In the centre city of Bagan, a UNESCO World Heritage site, Chinese Foreign Minister Wang Yi will convene a conference of the Lancang-Mekong Cooperation group with counterparts from Myanmar, Laos, Thailand, Cambodia, and Vietnam.
The grouping is a Chinese-led initiative that includes the Mekong Delta nations. As more hydropower projects disrupt the flow and raise worries about ecological damage, this region might become a source of regional friction. China has built 10 dams along the upper stretch of the Mekong, the part it calls the Langcang.
Maj. Gen. Zaw Min Tun, spokesman for the military administration, stated during a news conference on Friday in Naypyitaw, the capital, that the foreign ministers’ attendance at the meeting was a recognition of Myanmar’s sovereignty and its government.
He declared that contracts and memoranda of agreement would be signed by the ministers. He said nothing further.
Uncertainty surrounds Wang’s meeting with Senior Gen. Min Aung Hlaing, head of the military administration.
On February 1st, 2021, the military in Myanmar overthrew Aung San Suu Kyi’s elected government. In response, there were swiftly nonviolent nationwide protests, which in turn sparked armed resistance that some U.N. experts today refer to as civil war.
2,053 civilians have perished in the crackdown on the resistance movement, according to a comprehensive list produced by the Assistance Association for Political Prisoners. Just three weeks prior to Suu Kyi’s military ouster, Wang last travelled to Myanmar to meet with her.
The largest trading partner and longtime ally of Myanmar is China. Together with Russia, Beijing is Myanmar’s main arms supplier and has spent billions of dollars in its mines, oil and gas pipelines, and other infrastructure.
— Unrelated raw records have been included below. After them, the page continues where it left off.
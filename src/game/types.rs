use super::bots::BotState;
use super::effects::{EffectInstance, EffectKind, PowerUpKind};
use serde::{Deserialize, Serialize};
use std::collections::HashMap;

#[derive(Debug, Clone, Copy, PartialEq, Serialize, Deserialize)]
pub struct Vec2 {
  pub x: f64,
  pub y: f64,
}

#[derive(Debug, Clone, Copy, PartialEq, Eq, Serialize, Deserialize)]
#[serde(rename_all = "lowercase")]
pub enum OrbRarity {
  Normal,
  Golden,
  Mega,
}

#[derive(Debug, Clone, Serialize)]
pub struct Orb {
  pub id: String,
  pub x: f64,
  pub y: f64,
  pub size: f64,
  pub value: u32,
  pub rarity: OrbRarity,
  pub color: String,
}

impl Orb {
  pub fn pos(&self) -> Vec2 {
    Vec2 { x: self.x, y: self.y }
  }
}

#[derive(Debug, Clone, Serialize)]
pub struct PowerUp {
  pub id: String,
  pub x: f64,
  pub y: f64,
  pub kind: PowerUpKind,
  #[serde(rename = "spawnedAt")]
  pub spawned_at: i64,
}

impl PowerUp {
  pub fn pos(&self) -> Vec2 {
    Vec2 { x: self.x, y: self.y }
  }
}

#[derive(Debug, Clone, Serialize)]
pub struct Portal {
  pub id: String,
  #[serde(rename = "linkedId")]
  pub linked_id: String,
  pub x: f64,
  pub y: f64,
  pub color: String,
  /// Per-snake re-entry deadlines, server-side only.
  #[serde(skip)]
  pub cooldowns: HashMap<String, i64>,
}

impl Portal {
  pub fn pos(&self) -> Vec2 {
    Vec2 { x: self.x, y: self.y }
  }
}

#[derive(Debug, Clone, Serialize)]
#[serde(rename_all = "camelCase")]
pub struct KillFeedEntry {
  pub id: String,
  pub killer: String,
  pub victim: String,
  pub killer_id: String,
  pub victim_id: String,
  pub is_bot: bool,
  pub ts: i64,
}

#[derive(Debug, Clone, Serialize)]
#[serde(rename_all = "camelCase")]
pub struct LeaderboardEntry {
  pub rank: usize,
  pub id: String,
  pub name: String,
  pub length: usize,
  pub score: i64,
  pub skin: String,
  pub is_owner: bool,
  pub is_bot: bool,
  pub equipped_title: Option<String>,
  pub equipped_badge: Option<String>,
  pub kill_streak: u32,
}

#[derive(Debug, Clone)]
pub enum SnakeKind {
  Human {
    session_id: String,
    account_key: Option<String>,
  },
  Bot {
    controller: BotState,
  },
}

#[derive(Debug, Clone)]
pub struct Snake {
  pub id: String,
  pub name: String,
  pub skin: String,
  pub granted_skin: Option<String>,
  pub segments: Vec<Vec2>,
  pub heading: f64,
  pub base_speed: f64,
  pub speed_multiplier: f64,
  pub boosting: bool,
  pub grow_buffer: u32,
  pub width: f64,
  pub alive: bool,
  pub score: i64,
  pub session_coins: i64,
  pub kills: u32,
  pub kill_streak: u32,
  pub effects: HashMap<EffectKind, EffectInstance>,
  pub grace_until: i64,
  pub is_owner: bool,
  pub equipped_trail: Option<String>,
  pub equipped_title: Option<String>,
  pub equipped_badge: Option<String>,
  pub unlocked_cosmetics: Vec<String>,
  pub respawn_at: Option<i64>,
  pub remove_at: Option<i64>,
  pub kind: SnakeKind,
}

impl Snake {
  pub fn is_bot(&self) -> bool {
    matches!(self.kind, SnakeKind::Bot { .. })
  }

  pub fn session_id(&self) -> Option<&str> {
    match &self.kind {
      SnakeKind::Human { session_id, .. } => Some(session_id),
      SnakeKind::Bot { .. } => None,
    }
  }

  pub fn account_key(&self) -> Option<&str> {
    match &self.kind {
      SnakeKind::Human { account_key, .. } => account_key.as_deref(),
      SnakeKind::Bot { .. } => None,
    }
  }

  pub fn head(&self) -> Option<Vec2> {
    self.segments.first().copied()
  }

  pub fn len(&self) -> usize {
    self.segments.len()
  }

  pub fn in_grace(&self, now: i64) -> bool {
    now < self.grace_until
  }

  pub fn has_effect(&self, kind: EffectKind) -> bool {
    self.effects.contains_key(&kind)
  }
}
Since Beijing has declined to denounce the military coup, there is widespread suspicion that China is aiding the military coup in Myanmar. China claims to adhere to a policy of non-interference in the internal affairs of other nations.
The foreign minister of Myanmar’s shadow government, which opposes the country’s military-led administration, spoke out against the Bagan conference, claiming that any initiatives in which the civilian population is coerced by the military violate the people’s will and harm community building.
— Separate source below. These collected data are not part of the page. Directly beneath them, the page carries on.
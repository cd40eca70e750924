pub mod arena;
pub mod bots;
pub mod collision;
pub mod constants;
pub mod effects;
pub mod events;
pub mod input;
pub mod math;
pub mod snake;
pub mod types;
According to the statement, hosting the foreign ministers’ meeting in Myanmar is in stark contrast to an ASEAN-backed peace plan.
Despite being an ASEAN member, Myanmar has made little progress on the plan, and as a result, other ASEAN nations have prohibited government officials from attending important ASEAN meetings.
Chinese special envoy Sun Guoxiang has made two trips to Myanmar since the military took control, and Wang has had two meetings with Wunna Maung Lwin in China.